In the embodiment of the invention, in order to improve the positioning accuracy of the position of the flow chart, the position of the flow chart can be determined by combining the positioning result of the boundary of the flow chart and the position of the arrow image.
In a specific implementation, for some flowcharts with node titles, in order to improve the analysis integrity of the flowcharts, the node titles may also be identified according to attribute information of text.

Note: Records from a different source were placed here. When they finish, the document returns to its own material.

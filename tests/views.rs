use sparse_ecs::prelude::*;

#[derive(Clone, Copy)]
struct A(u32);

#[derive(Clone, Copy)]
struct B(u32);

#[derive(Clone, Copy)]
struct C(u32);

#[derive(Clone, Copy)]
struct D(u32);

struct XorShift(u64);

impl XorShift {
    fn new(seed: u64) -> Self {
        Self(seed.max(1))
    }

    fn next(&mut self) -> u64 {
        let mut x = self.0;
        x ^= x >> 12;
        x ^= x << 25;
        x ^= x >> 27;
        self.0 = x;
        x.wrapping_mul(0x2545_F491_4F6C_DD1D)
    }
}

fn world() -> Registry {
    let mut registry = Registry::new();
    registry.register_component::<A>();
    registry.register_component::<B>();
    registry.register_component::<C>();
    registry.register_component::<D>();
    registry
}

#[test]
fn view_filters_by_signature() {
    let mut registry = world();

    let e0 = registry.create().id();
    let e1 = registry.create().id();
    registry.add_component(e0, A(0));
    registry.add_component(e1, A(1));
    registry.add_component(e0, B(0));

    let mut both = registry.view::<(A, B)>().entities();
    both.sort_unstable();
    assert_eq!(both, vec![e0]);

    let mut only_a = registry.view::<(A,)>().entities();
    only_a.sort_unstable();
    assert_eq!(only_a, vec![e0, e1]);
}

#[test]
fn cache_hits_while_pools_are_unchanged() {
    let mut registry = world();

    let e0 = registry.create().id();
    let e1 = registry.create().id();
    registry.add_component(e0, A(0));
    registry.add_component(e1, A(1));
    registry.add_component(e0, B(0));

    let mut view = registry.view::<(A, B)>();
    view.each(|_, _| {});
    assert_eq!(view.rebuild_count(), 1);

    // No pool changed shape, so the second pass reuses the cache.
    view.each(|_, _| {});
    view.each(|_, _| {});
    assert_eq!(view.rebuild_count(), 1);
}

#[test]
fn cache_rebuilds_after_membership_change() {
    let mut registry = world();

    let e0 = registry.create().id();
    let e1 = registry.create().id();
    registry.add_component(e0, A(0));
    registry.add_component(e1, A(1));
    registry.add_component(e0, B(0));

    {
        let mut view = registry.view::<(A, B)>();
        assert_eq!(view.entities(), vec![e0]);
        assert_eq!(view.rebuild_count(), 1);
    }

    registry.add_component(e1, B(1));

    let mut view = registry.view::<(A, B)>();
    let mut visited = view.entities();
    visited.sort_unstable();
    assert_eq!(visited, vec![e0, e1]);
    assert_eq!(view.rebuild_count(), 2);
}

#[test]
fn overwrite_in_place_does_not_invalidate_the_cache() {
    let mut registry = world();

    let entity = registry.create().id();
    registry.add_component(entity, A(1));
    registry.add_component(entity, B(2));

    {
        let mut view = registry.view::<(A, B)>();
        view.each(|_, _| {});
        assert_eq!(view.rebuild_count(), 1);
    }

    // Same membership, new value: no structural change, no rebuild, and the
    // iteration sees the current value.
    registry.add_component(entity, A(99));

    let mut view = registry.view::<(A, B)>();
    let mut seen = 0;
    view.each(|_, (a, _)| seen = a.0);
    assert_eq!(seen, 99);
    assert_eq!(view.rebuild_count(), 1);
}

#[test]
fn each_grants_mutable_access() {
    let mut registry = world();

    for i in 0..10 {
        let entity = registry.create().id();
        registry.add_component(entity, A(i));
        registry.add_component(entity, B(0));
    }

    registry.view::<(A, B)>().each(|_, (a, b)| {
        b.0 = a.0 * 2;
    });

    for (i, b) in registry.components::<B>().iter().enumerate() {
        let a = registry.components::<A>()[i].0;
        assert_eq!(b.0, a * 2);
    }
}

#[test]
fn destroyed_entities_leave_views_after_update() {
    let mut registry = world();

    let e0 = registry.create().id();
    let e1 = registry.create().id();
    registry.add_component(e0, A(0));
    registry.add_component(e1, A(1));

    // Collect-then-destroy: views stay stable during iteration, the queue
    // is applied at update().
    let doomed = registry.view::<(A,)>().entities();
    for entity in doomed {
        registry.destroy(entity);
    }
    registry.update();

    assert!(registry.view::<(A,)>().entities().is_empty());
}

#[test]
fn wider_tuples_visit_the_intersection() {
    let mut registry = world();

    let mut expected = Vec::new();
    for i in 0..50u32 {
        let entity = registry.create().id();
        registry.add_component(entity, A(i));
        if i % 2 == 0 {
            registry.add_component(entity, B(i));
        }
        if i % 3 == 0 {
            registry.add_component(entity, C(i));
        }
        if i % 5 == 0 {
            registry.add_component(entity, D(i));
        }
        if i % 2 == 0 && i % 3 == 0 && i % 5 == 0 {
            expected.push(entity);
        }
    }

    let mut visited = Vec::new();
    registry.view::<(A, B, C, D)>().each(|entity, (a, b, c, d)| {
        assert_eq!(a.0, b.0);
        assert_eq!(b.0, c.0);
        assert_eq!(c.0, d.0);
        visited.push(entity);
    });
    visited.sort_unstable();
    assert_eq!(visited, expected);
}

#[test]
fn view_is_sound_and_complete_under_random_membership() {
    let mut registry = world();
    let mut rng = XorShift::new(0xC0FFEE);

    let required = signature_bits(&[component_id_of::<A>(), component_id_of::<B>()]);

    for _ in 0..500 {
        let entity = registry.create().id();
        if rng.next() % 2 == 0 {
            registry.add_component(entity, A(entity));
        }
        if rng.next() % 3 == 0 {
            registry.add_component(entity, B(entity));
        }
        if rng.next() % 7 == 0 {
            registry.destroy(entity);
        }
    }
    registry.update();

    let mut expected: Vec<EntityID> = registry
        .alive()
        .iter()
        .copied()
        .filter(|&entity| registry.signatures()[entity as usize] & required == required)
        .collect();
    expected.sort_unstable();

    let mut visited = Vec::new();
    registry.view::<(A, B)>().each(|entity, (a, b)| {
        // Values point at the live components of exactly this entity.
        assert_eq!(a.0, entity);
        assert_eq!(b.0, entity);
        visited.push(entity);
    });
    visited.sort_unstable();

    assert_eq!(visited, expected);
}

#[test]
fn removal_updates_views() {
    let mut registry = world();

    let e0 = registry.create().id();
    let e1 = registry.create().id();
    registry.add_component(e0, A(0));
    registry.add_component(e1, A(1));
    registry.add_component(e0, B(0));
    registry.add_component(e1, B(1));

    assert_eq!(registry.view::<(A, B)>().entities().len(), 2);

    registry.remove_component::<B>(e0);

    assert_eq!(registry.view::<(A, B)>().entities(), vec![e1]);
}

#[test]
fn clear_forces_rebuild_to_empty() {
    let mut registry = world();

    for i in 0..5 {
        let entity = registry.create().id();
        registry.add_component(entity, A(i));
    }
    assert_eq!(registry.view::<(A,)>().entities().len(), 5);

    registry.clear::<A>();

    assert!(registry.view::<(A,)>().entities().is_empty());
}

fn signature_bits(ids: &[ComponentID]) -> Signature {
    ids.iter().fold(0, |acc, &id| acc | (1 << id))
}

It is found that the node title generally adopts the set font type and font size, so that it can be determined whether the text stream in the text is the node title according to the font type and font size in the attribute information of the text.
According to research, it is found that the node title is generally adjacent to the boundary of the flowchart or within the preset range of the boundary of the flowchart, and in order to improve the accuracy of determining the node title, in the embodiment of the invention, the node title may be identified according to the attribute information of the text and the positioning result of the boundary of the flowchart.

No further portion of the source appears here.